И действительно чарующее воздействие коммунизма на молодых интеллектуалов в период между Первой и Второй мировыми войнами было сродни религиозному. Кембриджские шпионы: Филби, Берджесс, Маклин и Блант – предали многих людей и обрекли их на верную смерть, раскрыв имена восточноевропейских патриотов, которые организовывали сопротивление нацистам в надежде на демократическое, а не коммунистическое будущее. И тем самым обеспечили Сталину возможность «ликвидации» главных противников планируемого им распространения советского влияния в Восточной Европе.
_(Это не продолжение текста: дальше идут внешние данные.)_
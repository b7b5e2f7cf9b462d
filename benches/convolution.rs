use criterion::{criterion_group, criterion_main, Criterion};

use fans_core::convolution::DistributedFft;
use fans_core::green_operator::GreenOperator;
use fans_core::grid::{Decomposition, Grid};
use fans_core::material::linear::LinearIsotropic;
use fans_core::topology::SingleRankTopology;
use fans_core::MaterialModel;
use num_complex::Complex64;

fn run_convolution() {
    let grid = Grid::new([32, 32, 32], [1.0, 1.0, 1.0]).unwrap();
    let decomp = Decomposition::block(&grid, 0, 1, 1);
    let topo = SingleRankTopology;

    let material = LinearIsotropic::conduction(&[1.0, 5.0]);
    let green = GreenOperator::<1>::build(&grid, &decomp, &material);
    let mut fft = DistributedFft::<1>::new(&grid, &decomp, 1);

    let row_stride = grid.nz + 2;
    let mut real = vec![0.0; decomp.local_n0 * grid.ny * row_stride];
    for (i, v) in real.iter_mut().enumerate() {
        if i % row_stride < grid.nz {
            *v = ((i * 7) % 13) as f64;
        }
    }

    let n_complex = decomp.local_n1 * grid.nx * grid.nz_complex();
    let mut freq = vec![Complex64::new(0.0, 0.0); n_complex];
    fft.forward(&real, &topo, &mut freq);
    fft.convolve(&mut freq, &green);
    fft.inverse(&mut freq, &topo, &mut real);
}

fn bench_convolution(c: &mut Criterion) {
    c.bench_function("convolve_32_cubed_single_rank", |b| b.iter(run_convolution));
}

criterion_group! {
    name = benches;
    config = Criterion::default().sample_size(10);
    targets = bench_convolution
}
criterion_main!(benches);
Это не вызвало никаких явных угрызений совести у шпионов, воодушевленных навязчивым желанием отречься от своей страны и ее институтов. Они принадлежали к элите, потерявшей уверенность в своем праве на наследственные привилегии и создавшей религию из отрицания ценностей, прививаемых обществом, в котором они родились. Шпионы жаждали философии, которая оправдывала бы их разрушительную манию. И Коммунистическая партия давала ее, предлагая не только доктрину и вовлеченность, но еще и членство, авторитет и послушание – все то, что в унаследованной форме шпионы были полны решимости отвергнуть.

Подпольные организации создают группы проповедников, подобные ангелам, иногда спускающимся на землю. Они ходят среди обычных людей, как ангелы, излучая божественный свет, видимый только таким же, как они. Но эта тайная власть избранных не была единственным источником привлекательности Коммунистической партии. Ее доктрина сулила блестящее будущее и героическую борьбу на пути к нему. Европейское общество практически уничтожило себя в Первой мировой войне, которая обернулась для простых людей одними потерями при полном отсутствии приобретений, способных хоть как-то это компенсировать. Для молодых интеллектуалов, разочарованных в реальном будущем, утопия стала ценным достоянием. Только ей можно было доверять, причем именно потому, что в ней не было ничего реального. Она требовала жертвы и преданности. Она наполняла жизнь смыслом благодаря формуле, которая позволяла превратить отрицание в утверждение, а любое разрушительное действие представить актом творения. Приказы утопии безжалостные, тайные, но не терпящие возражений, предписывали предать всех и вся, что стоит у нее на пути, а это означало: всех и вся вообще. Перед этим не мог устоять никто из пытавшихся взять реванш над миром, который они отказались принять у предыдущих поколений.

Не только на жителей Великобритании Коммунистическая партия оказывала свое пагубное влияние. В сильной и не оставляющей никого равнодушным книге Чеслав Милош описал сатанинскую власть коммунизма над польскими интеллектуалами его поколения, закрывшими сознание для любых контраргументов и поочередно искоренявшими все формы приверженности, которыми жили их сограждане, а именно преданность семье, церкви, стране и правопорядку [Miłosz, 2001; Милош, 2011]. Писатели, художники и музыканты Франции и Германии также подпали под чары. Коммунистическая партия привлекала не конкретными политическими мерами или какой-либо внушающей доверие программой действий в рамках существующего порядка. Она обращалась к глубинному разладу представителей интеллигенции, вынужденных жить в таком мире, где не осталось ничего реального, во что еще можно было верить.

Способность партии превращать отрицание в утверждение, а отречение в освобождение служила именно тем средством психотерапии, в котором нуждались потерявшие всякую религиозную веру и гражданскую привязанность. Их состояние от имени всей французской интеллигенции хорошо описал Андре Бретон во «Втором манифесте сюрреализма» 1930 г.:

Все годится, все средства хороши для разрушения прежних представлений о семье, о родине, о религии <…>. [Сюрреалисты] замечательно умеют пользоваться прекрасно разыгранными сожалениями, с которыми буржуазная публика <…> встречает никогда не покидающее сюрреализм желание дико смеяться при виде французского флага, выплевывать свое отвращение в лицо любого священника и обращать против каждого случая соблюдения «первейших обязанностей» весьма болезненное оружие сексуального цинизма[15].